TASK REQUIREMENTS: With the listing in front of you, retype it exactly.
*** SOURCE MATERIAL ***
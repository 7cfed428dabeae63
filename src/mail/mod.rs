//! Mail session abstraction and the IMAP implementation.
//!
//! The pipeline only needs five operations: discover the epoch, list new
//! ids above a watermark, fetch a message (full and headers-only), and move
//! a message to a folder. Every failure is fatal to the run.

pub mod blocking;
pub mod imap;
pub mod message;

pub use blocking::BlockingSession;
pub use imap::ImapSession;
pub use message::{MessageInfo, extract_email_info};

use crate::error::MailError;

/// Message identifier within an epoch (IMAP UID). Strictly increasing, not contiguous.
pub type MessageId = u32;

/// Blocking mail session. One command is outstanding at a time.
/// Async callers go through `BlockingSession`.
pub trait MailSession: Send {
    /// Opaque id of the current mailbox generation (IMAP `UIDVALIDITY`).
    fn epoch(&mut self) -> Result<String, MailError>;

    /// Ids strictly greater than `watermark`, ascending.
    fn list_new_ids(&mut self, watermark: MessageId) -> Result<Vec<MessageId>, MailError>;

    /// Full raw message, without setting `\Seen`.
    fn fetch_full(&mut self, id: MessageId) -> Result<Vec<u8>, MailError>;

    /// Header block only, lossily decoded.
    fn fetch_headers(&mut self, id: MessageId) -> Result<String, MailError>;

    /// Move a message to `folder`. Copy, mark deleted, expunge; not atomic.
    fn move_to(&mut self, id: MessageId, folder: &str) -> Result<(), MailError>;

    /// End the session. Errors are ignored.
    fn logout(&mut self) {}
}
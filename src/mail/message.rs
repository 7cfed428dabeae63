//! Subject/sender extraction from a raw message.

use mail_parser::MessageParser;

const NO_SUBJECT: &str = "(No Subject)";
const UNKNOWN_SENDER: &str = "(Unknown)";

/// Display fields for a message. Encoded words are already decoded.
#[derive(Debug, Clone, PartialEq, Eq)]
pub struct MessageInfo {
    pub subject: String,
    /// `Name <addr>` when a display name exists, otherwise the bare address.
    pub from: String,
}

/// Extract subject and sender. Never fails: unparsable input gets placeholders.
pub fn extract_email_info(raw: &[u8]) -> MessageInfo {
    let Some(parsed) = MessageParser::default().parse(raw) else {
        return MessageInfo {
            subject: NO_SUBJECT.to_string(),
            from: UNKNOWN_SENDER.to_string(),
        };
    };

    let subject = parsed
        .subject()
        .map(str::to_string)
        .unwrap_or_else(|| NO_SUBJECT.to_string());

    let from = parsed
        .from()
        .and_then(|addr| addr.first())
        .and_then(|a| match (a.name(), a.address()) {
            (Some(name), Some(address)) => Some(format!("{name} <{address}>")),
            (None, Some(address)) => Some(address.to_string()),
            (Some(name), None) => Some(name.to_string()),
            (None, None) => None,
        })
        .unwrap_or_else(|| UNKNOWN_SENDER.to_string());

    MessageInfo { subject, from }
}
***
RESULT OF THIS EXERCISE:
repository 7cfed428dabeae63
filename src/mail/mod.rs
//! Mail session abstraction and the IMAP implementation.
//!
//! The pipeline only needs five operations: discover the epoch, list new
//! ids above a watermark, fetch a message (full and headers-only), and move
//! a message to a folder. Every failure is fatal to the run.

pub mod blocking;
pub mod imap;
pub mod message;

pub use blocking::BlockingSession;
pub use imap::ImapSession;
pub use message::{MessageInfo, extract_email_info};

use crate::error::MailError;

/// Message identifier within an epoch (IMAP UID). Strictly increasing, not contiguous.
pub type MessageId = u32;

/// Blocking mail session. One command is outstanding at a time.
/// Async callers go through `BlockingSession`.
pub trait MailSession: Send {
    /// Opaque id of the current mailbox generation (IMAP `UIDVALIDITY`).
    fn epoch(&mut self) -> Result<String, MailError>;

    /// Ids strictly greater than `watermark`, ascending.
    fn list_new_ids(&mut self, watermark: MessageId) -> Result<Vec<MessageId>, MailError>;

    /// Full raw message, without setting `\Seen`.
    fn fetch_full(&mut self, id: MessageId) -> Result<Vec<u8>, MailError>;

    /// Header block only, lossily decoded.
    fn fetch_headers(&mut self, id: MessageId) -> Result<String, MailError>;

    /// Move a message to `folder`. Copy, mark deleted, expunge; not atomic.
    fn move_to(&mut self, id: MessageId, folder: &str) -> Result<(), MailError>;

    /// End the session. Errors are ignored.
    fn logout(&mut self) {}
}
filename src/mail/message.rs
repository 7cfed428dabeae63
//! Subject/sender extraction from a raw message.

use mail_parser::MessageParser;

const NO_SUBJECT: &str = "(No Subject)";
const UNKNOWN_SENDER: &str = "(Unknown)";

/// Display fields for a message. Encoded words are already decoded.
#[derive(Debug, Clone, PartialEq, Eq)]
pub struct MessageInfo {
    pub subject: String,
    /// `Name <addr>` when a display name exists, otherwise the bare address.
    pub from: String,
}

/// Extract subject and sender. Never fails: unparsable input gets placeholders.
pub fn extract_email_info(raw: &[u8]) -> MessageInfo {
    let Some(parsed) = MessageParser::default().parse(raw) else {
        return MessageInfo {
            subject: NO_SUBJECT.to_string(),
            from: UNKNOWN_SENDER.to_string(),
        };
    };

    let subject = parsed
        .subject()
        .map(str::to_string)
        .unwrap_or_else(|| NO_SUBJECT.to_string());

    let from = parsed
        .from()
        .and_then(|addr| addr.first())
        .and_then(|a| match (a.name(), a.address()) {
            (Some(name), Some(address)) => Some(format!("{name} <{address}>")),
            (None, Some(address)) => Some(address.to_string()),
            (Some(name), None) => Some(name.to_string()),
            (None, None) => None,
        })
        .unwrap_or_else(|| UNKNOWN_SENDER.to_string());

    MessageInfo { subject, from }
}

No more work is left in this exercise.